Twenty-four year old Iraqi journalist Haider Hamza lived through the 2003 US-led invasion of his country with his family near Babylon, south of Baghdad.
Being the son of a diplomat, Haider was born in Germany and grew up in East Africa and Europe. When he turned twelve, he moved back with his family to their hometown, Baghdad. Haider finished high school in Iraq and graduated from Baghdad University in 2006. One year later, he won a Fulbright scholarship and moved to the United States to obtain a master's degree in global security and conflict resolution.
When he was a teenager, Haider worked with the Iraqi Ministry of Information, talking to visiting dignitaries and foreign reporters. A few days after the end of major combat operations in 2003, he decided to join the mainstream media covering the world's focus on news of his country. At the age of nineteen he worked as a TV producer and photo editor for some of the world largest news agencies and networks including Reuters, ABC News and others.
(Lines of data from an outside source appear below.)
//! Row and column classification of raw extracts.
//!
//! National extracts are positional: entity, then combined current/YTD, then
//! two directional blocks whose export/import order varies between months.
//! Regional extracts are keyed by header name and carry YTD values only.

use std::collections::BTreeSet;

use panel_model::{
    CanonicalMonth, Cell, EngineConfig, Numeric, RawExtract, SourceKind, TradeBundle, TradeMetric,
};

use crate::labels::{LabelNormalizer, clean_label};

/// Header position of the first directional block.
const FIRST_BLOCK_COLUMN: usize = 3;
/// Header position of the second directional block.
const SECOND_BLOCK_COLUMN: usize = 5;
/// Entity column plus six metric columns.
const NATIONAL_WIDTH: usize = 7;

/// Order of the directional blocks in a national extract.
#[derive(Debug, Clone, Copy, PartialEq, Eq)]
pub enum ColumnLayout {
    /// Export block before import block.
    ExportFirst,
    /// Import block before export block.
    ImportFirst,
}

impl ColumnLayout {
    /// Metrics bound to columns 1..=6 under this layout.
    pub fn bindings(self) -> [TradeMetric; 6] {
        match self {
            ColumnLayout::ExportFirst => [
                TradeMetric::COMBINED_CURRENT,
                TradeMetric::COMBINED_YTD,
                TradeMetric::EXPORT_CURRENT,
                TradeMetric::EXPORT_YTD,
                TradeMetric::IMPORT_CURRENT,
                TradeMetric::IMPORT_YTD,
            ],
            ColumnLayout::ImportFirst => [
                TradeMetric::COMBINED_CURRENT,
                TradeMetric::COMBINED_YTD,
                TradeMetric::IMPORT_CURRENT,
                TradeMetric::IMPORT_YTD,
                TradeMetric::EXPORT_CURRENT,
                TradeMetric::EXPORT_YTD,
            ],
        }
    }
}

/// One classified entity row.
#[derive(Debug, Clone, PartialEq)]
pub struct ClassifiedRow {
    pub entity: String,
    pub bundle: TradeBundle,
}

/// Rows of one extract in the fixed seven-field shape.
#[derive(Debug, Clone, PartialEq)]
pub struct ClassifiedExtract {
    pub source: SourceKind,
    pub period: CanonicalMonth,
    pub layout: Option<ColumnLayout>,
    pub rows: Vec<ClassifiedRow>,
    /// Non-empty metric cells that did not parse as numbers.
    pub coerced: usize,
}

/// Classifies extracts against configured entity lists and header keywords.
#[derive(Debug, Clone)]
pub struct Classifier<'a> {
    config: &'a EngineConfig,
    normalizer: &'a LabelNormalizer,
    targets: BTreeSet<String>,
    regional: BTreeSet<String>,
    regional_total: String,
}

impl<'a> Classifier<'a> {
    pub fn new(config: &'a EngineConfig, normalizer: &'a LabelNormalizer) -> Self {
        let locations = &config.locations;
        Self {
            config,
            normalizer,
            targets: locations.targets.iter().map(|t| clean_label(t)).collect(),
            regional: locations.regional.iter().map(|r| clean_label(r)).collect(),
            regional_total: clean_label(&locations.regional_total),
        }
    }

    pub fn classify(&self, extract: &RawExtract) -> ClassifiedExtract {
        match extract.source() {
            SourceKind::National => self.classify_national(extract),
            SourceKind::Regional => self.classify_regional(extract),
        }
    }

    /// Determines the directional block order from header text.
    pub fn detect_layout(&self, extract: &RawExtract) -> ColumnLayout {
        let columns = &self.config.columns;
        let first = directional_text(extract.header_text(FIRST_BLOCK_COLUMN), &columns.combined_keyword);
        let second = directional_text(extract.header_text(SECOND_BLOCK_COLUMN), &columns.combined_keyword);
        let (export, import) = (columns.export_keyword.as_str(), columns.import_keyword.as_str());

        if first.contains(export) && second.contains(import) {
            ColumnLayout::ExportFirst
        } else if first.contains(import) && second.contains(export) {
            ColumnLayout::ImportFirst
        } else {
            tracing::debug!(
                extract = %extract.describe(),
                first = %first,
                second = %second,
                "Ambiguous directional headers; assuming export before import"
            );
            ColumnLayout::ExportFirst
        }
    }

    fn classify_national(&self, extract: &RawExtract) -> ClassifiedExtract {
        let layout = self.detect_layout(extract);
        let bindings = layout.bindings();
        let mut rows = Vec::new();
        let mut coerced = 0;

        for (idx, row) in extract.rows().iter().enumerate() {
            let entity = self.normalizer.normalize(&extract.cell(idx, 0).as_text());
            if !self.targets.contains(&entity) {
                continue;
            }
            let mut bundle = TradeBundle::new();
            for (offset, metric) in bindings.iter().enumerate() {
                let cell = row.get(offset + 1).unwrap_or(&Cell::Empty);
                bundle.set(*metric, coerce(cell, &mut coerced));
            }
            rows.push(ClassifiedRow { entity, bundle });
        }

        if extract.header().len() < NATIONAL_WIDTH {
            tracing::warn!(
                extract = %extract.describe(),
                columns = extract.header().len(),
                "National extract narrower than expected; missing columns read as empty"
            );
        }
        tracing::debug!(
            extract = %extract.describe(),
            layout = ?layout,
            rows = rows.len(),
            "Classified national extract"
        );

        ClassifiedExtract {
            source: SourceKind::National,
            period: extract.period(),
            layout: Some(layout),
            rows,
            coerced,
        }
    }

    fn classify_regional(&self, extract: &RawExtract) -> ClassifiedExtract {
        let columns = &self.config.columns;
        let mut result = ClassifiedExtract {
            source: SourceKind::Regional,
            period: extract.period(),
            layout: None,
            rows: Vec::new(),
            coerced: 0,
        };

        let Some(entity_column) = extract.column_index(&columns.regional_entity) else {
            tracing::warn!(
                extract = %extract.describe(),
                column = %columns.regional_entity,
                "Regional extract has no entity column; no rows classified"
            );
            return result;
        };
        let bindings = [
            (TradeMetric::COMBINED_YTD, extract.column_index(&columns.regional_combined_ytd)),
            (TradeMetric::EXPORT_YTD, extract.column_index(&columns.regional_export_ytd)),
            (TradeMetric::IMPORT_YTD, extract.column_index(&columns.regional_import_ytd)),
        ];

        for idx in 0..extract.row_count() {
            let raw = clean_label(&extract.cell(idx, entity_column).as_text());
            if raw == self.regional_total || !self.regional.contains(&raw) {
                continue;
            }
            let mut bundle = TradeBundle::new();
            for (metric, column) in bindings {
                if let Some(column) = column {
                    bundle.set(metric, coerce(extract.cell(idx, column), &mut result.coerced));
                }
            }
            result.rows.push(ClassifiedRow {
                entity: self.normalizer.normalize(&raw),
                bundle,
            });
        }

        tracing::debug!(
            extract = %extract.describe(),
            rows = result.rows.len(),
            "Classified regional extract"
        );
        result
    }
}

fn directional_text(header: &str, combined_keyword: &str) -> String {
    let cleaned = clean_label(header);
    if combined_keyword.is_empty() {
        cleaned
    } else {
        cleaned.replace(combined_keyword, "")
    }
}

fn coerce(cell: &Cell, coerced: &mut usize) -> Option<f64> {
    let value = Numeric::from_cell(cell);
    if value.is_missing() && !cell.is_empty() {
        *coerced += 1;
    }
    value.value()
}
in Iraq, Haider covered all the major events that took place in his country
and witnessed their formation. These events include, live coverage of
all 40 trial sessions of his former president Saddam Hussein from inside
the courtroom, witnessing the killing of Saddam's sons, the bombing
of the holy shrines in Samara, the elections and referendum, establishment
of his country's new governments and political cabinet, the killing
of al Qaeda leader, Abu Mussab al Zarqawi and the daily sectarian violence.
For months, Haider was embedded with U.S. military units covering combat
operations throughout Iraq. He also covered the perspective of Iraqi armed
resistance as a freelance journalist to learn more about their mind set,
goals and the reality of who they really are.
Soon after he left Iraq, his family received death threats for sending their son to America. They fled overnight to a refugee camp where most of them are still living after losing their jobs, home and many relatives and friends.
Haider has been committed to helping Iraqi widows and orphans who were displaced by violence. Through his family and a network of friends, he hands out 50% of his earnings as a speaker to those in urgent and imminent need.